(Exercise prompt) Report all lines in the records that hold the string "path".
****************
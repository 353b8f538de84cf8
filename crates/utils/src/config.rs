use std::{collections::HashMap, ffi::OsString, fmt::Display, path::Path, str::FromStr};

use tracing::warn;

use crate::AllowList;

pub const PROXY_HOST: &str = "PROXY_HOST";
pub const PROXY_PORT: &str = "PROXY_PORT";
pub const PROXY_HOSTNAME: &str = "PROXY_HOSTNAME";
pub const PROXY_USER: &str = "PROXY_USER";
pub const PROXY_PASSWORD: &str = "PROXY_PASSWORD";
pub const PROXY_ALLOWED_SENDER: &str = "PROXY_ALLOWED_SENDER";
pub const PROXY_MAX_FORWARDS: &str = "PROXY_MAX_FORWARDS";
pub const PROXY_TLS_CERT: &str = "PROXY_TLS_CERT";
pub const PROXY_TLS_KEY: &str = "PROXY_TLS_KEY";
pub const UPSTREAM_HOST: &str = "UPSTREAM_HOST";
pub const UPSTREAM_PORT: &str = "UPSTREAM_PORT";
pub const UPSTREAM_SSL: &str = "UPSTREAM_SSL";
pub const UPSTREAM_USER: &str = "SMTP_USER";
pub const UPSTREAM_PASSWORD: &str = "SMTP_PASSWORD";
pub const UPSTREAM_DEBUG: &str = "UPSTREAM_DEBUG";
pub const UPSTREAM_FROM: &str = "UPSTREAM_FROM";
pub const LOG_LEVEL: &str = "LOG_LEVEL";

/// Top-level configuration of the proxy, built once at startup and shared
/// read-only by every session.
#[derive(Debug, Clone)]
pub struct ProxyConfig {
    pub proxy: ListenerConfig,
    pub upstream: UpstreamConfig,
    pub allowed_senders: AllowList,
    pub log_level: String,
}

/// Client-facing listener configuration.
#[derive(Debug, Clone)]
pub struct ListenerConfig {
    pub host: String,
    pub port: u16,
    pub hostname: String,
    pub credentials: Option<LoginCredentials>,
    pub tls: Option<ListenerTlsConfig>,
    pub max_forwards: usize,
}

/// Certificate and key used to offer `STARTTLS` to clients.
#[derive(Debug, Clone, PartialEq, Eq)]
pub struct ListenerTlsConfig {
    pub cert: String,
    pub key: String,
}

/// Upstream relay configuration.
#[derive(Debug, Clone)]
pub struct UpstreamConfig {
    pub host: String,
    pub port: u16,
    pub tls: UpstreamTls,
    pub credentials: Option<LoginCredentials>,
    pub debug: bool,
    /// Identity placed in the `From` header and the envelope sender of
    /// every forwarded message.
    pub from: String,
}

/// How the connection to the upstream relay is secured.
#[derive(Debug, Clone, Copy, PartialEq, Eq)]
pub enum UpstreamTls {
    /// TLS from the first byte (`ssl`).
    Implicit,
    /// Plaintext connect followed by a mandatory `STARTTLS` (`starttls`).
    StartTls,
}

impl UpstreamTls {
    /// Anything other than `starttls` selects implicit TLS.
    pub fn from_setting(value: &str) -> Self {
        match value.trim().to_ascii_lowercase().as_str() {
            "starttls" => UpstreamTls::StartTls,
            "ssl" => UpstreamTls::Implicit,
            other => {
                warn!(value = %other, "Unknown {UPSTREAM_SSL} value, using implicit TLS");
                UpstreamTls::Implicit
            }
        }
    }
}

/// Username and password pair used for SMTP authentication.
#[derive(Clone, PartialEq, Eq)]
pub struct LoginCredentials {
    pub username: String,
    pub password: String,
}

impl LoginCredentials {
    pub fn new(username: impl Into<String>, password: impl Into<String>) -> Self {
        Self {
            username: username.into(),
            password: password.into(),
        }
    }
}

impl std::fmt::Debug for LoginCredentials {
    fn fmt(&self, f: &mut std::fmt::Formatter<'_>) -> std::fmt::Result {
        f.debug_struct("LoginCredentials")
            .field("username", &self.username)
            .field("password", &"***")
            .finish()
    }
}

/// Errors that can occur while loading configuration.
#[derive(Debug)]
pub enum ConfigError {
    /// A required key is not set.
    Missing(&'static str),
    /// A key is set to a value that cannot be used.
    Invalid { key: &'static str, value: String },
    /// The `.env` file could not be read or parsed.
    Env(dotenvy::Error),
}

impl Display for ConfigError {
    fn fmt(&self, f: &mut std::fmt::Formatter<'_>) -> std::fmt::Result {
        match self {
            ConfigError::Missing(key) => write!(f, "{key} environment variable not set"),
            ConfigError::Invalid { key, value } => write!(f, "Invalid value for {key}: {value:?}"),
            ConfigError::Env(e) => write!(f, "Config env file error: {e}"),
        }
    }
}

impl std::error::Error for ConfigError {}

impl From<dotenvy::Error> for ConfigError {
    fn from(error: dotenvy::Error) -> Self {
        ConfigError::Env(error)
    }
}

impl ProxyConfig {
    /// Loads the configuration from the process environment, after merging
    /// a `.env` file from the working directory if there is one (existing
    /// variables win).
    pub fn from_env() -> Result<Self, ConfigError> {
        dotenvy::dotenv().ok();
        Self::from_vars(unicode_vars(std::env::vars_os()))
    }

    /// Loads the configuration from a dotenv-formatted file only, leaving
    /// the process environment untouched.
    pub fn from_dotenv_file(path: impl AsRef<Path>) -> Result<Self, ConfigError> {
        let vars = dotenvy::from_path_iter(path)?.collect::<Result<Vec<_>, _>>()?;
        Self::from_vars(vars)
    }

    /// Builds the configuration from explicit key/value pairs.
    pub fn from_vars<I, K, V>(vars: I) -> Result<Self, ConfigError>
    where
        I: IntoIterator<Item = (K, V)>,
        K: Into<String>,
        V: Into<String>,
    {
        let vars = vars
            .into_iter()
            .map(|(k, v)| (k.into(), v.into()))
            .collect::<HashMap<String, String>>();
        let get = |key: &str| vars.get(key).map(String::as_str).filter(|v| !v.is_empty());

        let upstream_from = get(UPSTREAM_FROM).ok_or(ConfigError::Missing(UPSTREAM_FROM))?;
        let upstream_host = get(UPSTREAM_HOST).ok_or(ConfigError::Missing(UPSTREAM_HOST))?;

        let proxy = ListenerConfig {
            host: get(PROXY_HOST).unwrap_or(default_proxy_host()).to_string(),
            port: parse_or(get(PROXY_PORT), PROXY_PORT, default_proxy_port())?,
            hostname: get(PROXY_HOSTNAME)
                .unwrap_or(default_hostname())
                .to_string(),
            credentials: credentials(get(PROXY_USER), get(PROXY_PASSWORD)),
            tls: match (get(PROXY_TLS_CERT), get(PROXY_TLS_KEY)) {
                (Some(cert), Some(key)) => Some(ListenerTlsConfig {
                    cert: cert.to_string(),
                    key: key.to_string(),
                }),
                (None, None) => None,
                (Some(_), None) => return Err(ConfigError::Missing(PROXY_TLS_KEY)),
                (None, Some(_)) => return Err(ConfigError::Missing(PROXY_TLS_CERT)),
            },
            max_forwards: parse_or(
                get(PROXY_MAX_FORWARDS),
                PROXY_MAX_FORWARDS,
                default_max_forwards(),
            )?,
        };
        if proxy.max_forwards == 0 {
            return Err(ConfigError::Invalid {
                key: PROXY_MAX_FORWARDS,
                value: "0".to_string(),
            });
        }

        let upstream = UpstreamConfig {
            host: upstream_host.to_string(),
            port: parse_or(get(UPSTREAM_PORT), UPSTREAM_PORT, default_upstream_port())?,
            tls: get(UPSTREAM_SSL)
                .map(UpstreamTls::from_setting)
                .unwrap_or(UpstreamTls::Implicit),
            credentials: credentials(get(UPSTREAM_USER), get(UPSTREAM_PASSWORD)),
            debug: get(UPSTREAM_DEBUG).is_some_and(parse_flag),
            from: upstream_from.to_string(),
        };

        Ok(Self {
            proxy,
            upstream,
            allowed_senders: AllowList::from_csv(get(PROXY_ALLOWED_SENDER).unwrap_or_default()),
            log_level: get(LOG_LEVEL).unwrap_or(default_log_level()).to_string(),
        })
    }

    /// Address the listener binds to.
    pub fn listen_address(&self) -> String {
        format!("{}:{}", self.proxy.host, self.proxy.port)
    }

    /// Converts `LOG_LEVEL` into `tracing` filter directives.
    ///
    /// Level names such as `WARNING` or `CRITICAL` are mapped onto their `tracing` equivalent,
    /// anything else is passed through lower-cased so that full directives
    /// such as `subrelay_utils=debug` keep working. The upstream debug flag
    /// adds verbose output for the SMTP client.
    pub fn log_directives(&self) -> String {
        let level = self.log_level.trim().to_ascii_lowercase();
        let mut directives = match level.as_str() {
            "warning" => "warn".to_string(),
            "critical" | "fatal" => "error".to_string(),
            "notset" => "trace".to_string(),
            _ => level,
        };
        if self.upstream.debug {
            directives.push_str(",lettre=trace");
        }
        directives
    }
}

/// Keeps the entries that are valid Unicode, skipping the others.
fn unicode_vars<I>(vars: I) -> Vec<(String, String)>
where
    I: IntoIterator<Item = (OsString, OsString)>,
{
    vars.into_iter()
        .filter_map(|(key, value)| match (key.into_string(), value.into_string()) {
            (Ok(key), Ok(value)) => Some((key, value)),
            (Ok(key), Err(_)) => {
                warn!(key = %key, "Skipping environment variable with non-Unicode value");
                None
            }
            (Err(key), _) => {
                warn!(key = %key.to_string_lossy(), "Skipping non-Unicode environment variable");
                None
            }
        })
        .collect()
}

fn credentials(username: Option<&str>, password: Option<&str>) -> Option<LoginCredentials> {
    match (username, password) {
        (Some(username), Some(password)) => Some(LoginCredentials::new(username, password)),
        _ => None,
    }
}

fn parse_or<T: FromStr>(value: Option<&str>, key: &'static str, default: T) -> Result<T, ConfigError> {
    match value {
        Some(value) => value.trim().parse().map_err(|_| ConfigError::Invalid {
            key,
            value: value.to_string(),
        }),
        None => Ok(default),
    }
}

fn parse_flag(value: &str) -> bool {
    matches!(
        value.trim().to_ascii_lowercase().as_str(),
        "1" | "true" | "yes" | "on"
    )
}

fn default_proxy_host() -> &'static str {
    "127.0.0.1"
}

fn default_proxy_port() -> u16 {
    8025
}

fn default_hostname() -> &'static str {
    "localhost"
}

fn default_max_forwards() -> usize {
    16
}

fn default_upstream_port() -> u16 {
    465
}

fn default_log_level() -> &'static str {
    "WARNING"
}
****************
(Written response)
use std::{collections::HashMap, ffi::OsString, fmt::Display, path::Path, str::FromStr};
    pub fn from_dotenv_file(path: impl AsRef<Path>) -> Result<Self, ConfigError> {
        let vars = dotenvy::from_path_iter(path)?.collect::<Result<Vec<_>, _>>()?;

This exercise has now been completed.